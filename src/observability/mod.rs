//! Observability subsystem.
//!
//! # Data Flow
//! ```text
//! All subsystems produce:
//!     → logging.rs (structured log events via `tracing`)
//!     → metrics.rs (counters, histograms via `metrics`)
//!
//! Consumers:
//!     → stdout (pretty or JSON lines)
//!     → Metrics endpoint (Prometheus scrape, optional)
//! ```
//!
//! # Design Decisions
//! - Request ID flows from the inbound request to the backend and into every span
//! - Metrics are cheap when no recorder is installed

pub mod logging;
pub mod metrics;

Problem statement: Copy every entry exactly, missing none.

Answer box:
filename src/observability/mod.rs
//! Observability subsystem.
//!
//! # Data Flow
//! ```text
//! All subsystems produce:
//!     → logging.rs (structured log events via `tracing`)
//!     → metrics.rs (counters, histograms via `metrics`)
//!
//! Consumers:
//!     → stdout (pretty or JSON lines)
//!     → Metrics endpoint (Prometheus scrape, optional)
//! ```
//!
//! # Design Decisions
//! - Request ID flows from the inbound request to the backend and into every span
//! - Metrics are cheap when no recorder is installed

pub mod logging;
pub mod metrics;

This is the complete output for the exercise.